In interviews with the News, Loucks, Warner, Johnson and Chauncey described their accounts of the meeting. Swensen did not respond to multiple requests for comment. Brady declined to comment on the private lunch. Salovey also declined to comment on the meeting.

While the group discussed the University’s upcoming major projects, including the creation of the Yale Jackson School of Global Affairs, much of the conversation focused on how Salovey has handled past controversies, such as the 2017 decision to rename Calhoun College. According to Loucks, the discussion centered on whether a change in leadership is necessary, given that Salovey has not articulated a clear vision for Yale.

Johnson told the News that he attended the gathering to discuss candidates for the Yale Corporation. But Loucks and Warner both agreed that such conversations were incidental to the main focus of the meeting.
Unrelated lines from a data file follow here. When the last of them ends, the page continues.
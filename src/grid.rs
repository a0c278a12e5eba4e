use crate::error::{ParseError, SearchError};
use crate::options::SearchOptions;
use crate::terrain::Terrain;
use crate::N_SMALLVEC_SIZE;
use core::fmt;
use grid_util::grid::{Grid, SimpleGrid};
use grid_util::point::Point;
use smallvec::SmallVec;
use std::str::FromStr;

/// A rectangular grid of [Terrain] cells stored row by row, so that the cell at `(x, y)`
/// lives at index `y * width + x`.
#[derive(Clone, Debug, Default)]
pub struct TerrainGrid {
    grid: SimpleGrid<Terrain>,
}

impl TerrainGrid {
    /// Wraps an existing row-major cell array, checking that it holds exactly
    /// `width * height` cells.
    pub fn from_cells(
        width: usize,
        height: usize,
        cells: Vec<Terrain>,
    ) -> Result<TerrainGrid, SearchError> {
        let expected = width
            .checked_mul(height)
            .ok_or(SearchError::DimensionMismatch {
                expected: usize::MAX,
                actual: cells.len(),
            })?;
        if cells.len() != expected {
            return Err(SearchError::DimensionMismatch {
                expected,
                actual: cells.len(),
            });
        }
        Ok(TerrainGrid {
            grid: SimpleGrid {
                width,
                height,
                values: cells,
            },
        })
    }

    pub fn cells(&self) -> &[Terrain] {
        &self.grid.values
    }

    pub fn point_from_ix(&self, ix: usize) -> Point {
        Point::new((ix % self.width()) as i32, (ix / self.width()) as i32)
    }

    /// Whether a search with these options may enter `point`.
    #[inline]
    pub fn can_move_to(&self, point: Point, options: &SearchOptions) -> bool {
        self.point_in_bounds(point) && options.accessibility.is_accessible(self.get_point(point))
    }

    /// The cells reachable in one move from `pos` together with the cost of entering them:
    /// the terrain weight, plus the diagonal surcharge for diagonal moves.
    pub fn neighbourhood_points_and_cost(
        &self,
        pos: &Point,
        options: &SearchOptions,
    ) -> SmallVec<[(Point, f64); N_SMALLVEC_SIZE]> {
        let neighbourhood = if options.allow_diagonal {
            pos.moore_neighborhood()
        } else {
            pos.neumann_neighborhood()
        };
        neighbourhood
            .into_iter()
            .filter(|p| self.can_move_to(*p, options))
            .map(|p| {
                let surcharge = if p.x != pos.x && p.y != pos.y {
                    options.diagonal_surcharge
                } else {
                    0.0
                };
                (p, self.get_point(p).weight() + surcharge)
            })
            .collect()
    }
}

impl Grid<Terrain> for TerrainGrid {
    fn new(width: usize, height: usize, fill: Terrain) -> TerrainGrid {
        TerrainGrid {
            grid: SimpleGrid::new(width, height, fill),
        }
    }
    fn get(&self, x: usize, y: usize) -> Terrain {
        self.grid.get(x, y)
    }
    fn set(&mut self, x: usize, y: usize, terrain: Terrain) {
        self.grid.set(x, y, terrain);
    }
    fn width(&self) -> usize {
        self.grid.width
    }
    fn height(&self) -> usize {
        self.grid.height
    }
}

impl fmt::Display for TerrainGrid {
    fn fmt(&self, f: &mut fmt::Formatter) -> fmt::Result {
        for row in self.cells().chunks(self.width().max(1)) {
            let line: String = row.iter().map(|t| t.symbol()).collect();
            writeln!(f, "{}", line)?;
        }
        Ok(())
    }
}

/// Reads a grid from rows of terrain symbols (see [Terrain::symbol]). Blank lines and
/// surrounding whitespace are ignored.
impl FromStr for TerrainGrid {
    type Err = ParseError;

    fn from_str(s: &str) -> Result<Self, Self::Err> {
        let rows: Vec<&str> = s
            .lines()
            .map(str::trim)
            .filter(|line| !line.is_empty())
            .collect();
        let width = match rows.first() {
            Some(row) => row.chars().count(),
            None => return Err(ParseError::Empty),
        };
        let mut cells = Vec::with_capacity(width * rows.len());
        for (y, row) in rows.iter().enumerate() {
            let actual = row.chars().count();
            if actual != width {
                return Err(ParseError::RaggedRow {
                    row: y,
                    expected: width,
                    actual,
                });
            }
            for (x, symbol) in row.chars().enumerate() {
                let terrain =
                    Terrain::from_symbol(symbol).ok_or(ParseError::UnknownSymbol { symbol, x, y })?;
                cells.push(terrain);
            }
        }
        Ok(TerrainGrid {
            grid: SimpleGrid {
                width,
                height: rows.len(),
                values: cells,
            },
        })
    }
}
Warner said he attended the lunch to meet with “longtime friends” and answer their questions about the University’s current affairs. Meeting with alumni to discuss concerns about Yale is “part of an everyday diet for a Corporation member,” he explained. But Chauncey and Loucks both told the News that they had never been to a meeting like the one at the Racquet and Tennis Club, where several of Yale’s biggest names discussed their concerns about University leadership.

According to Loucks, while all six men at the gathering shared similar criticisms of Salovey’s leadership, Warner was “more hesitant” to criticize the president because he is “in a different position and is a sitting member of the Corporation … and has to continue to be a part of that.”

“[The current University administration] does not have a solid vision and that bothered everybody,” Loucks said. “They don’t have a good sense of where they are going and the strength to pull it off, and that’s not a good position to be in when you are going after a lot of money in a new campaign. That’s the job of the president. … [The goal has] never been articulated in a way that ties everything together and says where we are going as a university.”

But the group, which does not have authority over the University leadership, has since paused its considerations.

According to Warner, the six men left the fall meeting without a conclusion on what their next steps should be. When asked whether the Yale Corporation — which has the power to fire a sitting University president — has confidence in Salovey, Warner said last month that “the view of the Corporation has been and continues to be that Peter is our leader.” There is “work to do in some areas,” but the University is “in the process of getting it done,” he added. But Warner declined to specify what those areas of concern are.

According to Loucks, Warner said at the meeting that the Corporation is unlikely “to be supportive of anything that would result in [Salovey’s] ousting.” Still, Loucks said he knows from his private conversations with former and current members of the Corporation that several are concerned about the University administration’s lack of direction and vision. Warner told the News that it takes internal debate to develop one collective view formally espoused by the Corporation.

In an interview with the News last week, Salovey, countering the group’s concerns, said he has been articulating his visions for the University since his inauguration in 2013. But 40 interviews with current and former trustees, deans, administrators, faculty members and alumni underscored the uncertainty surrounding the current administration’s goals for the University.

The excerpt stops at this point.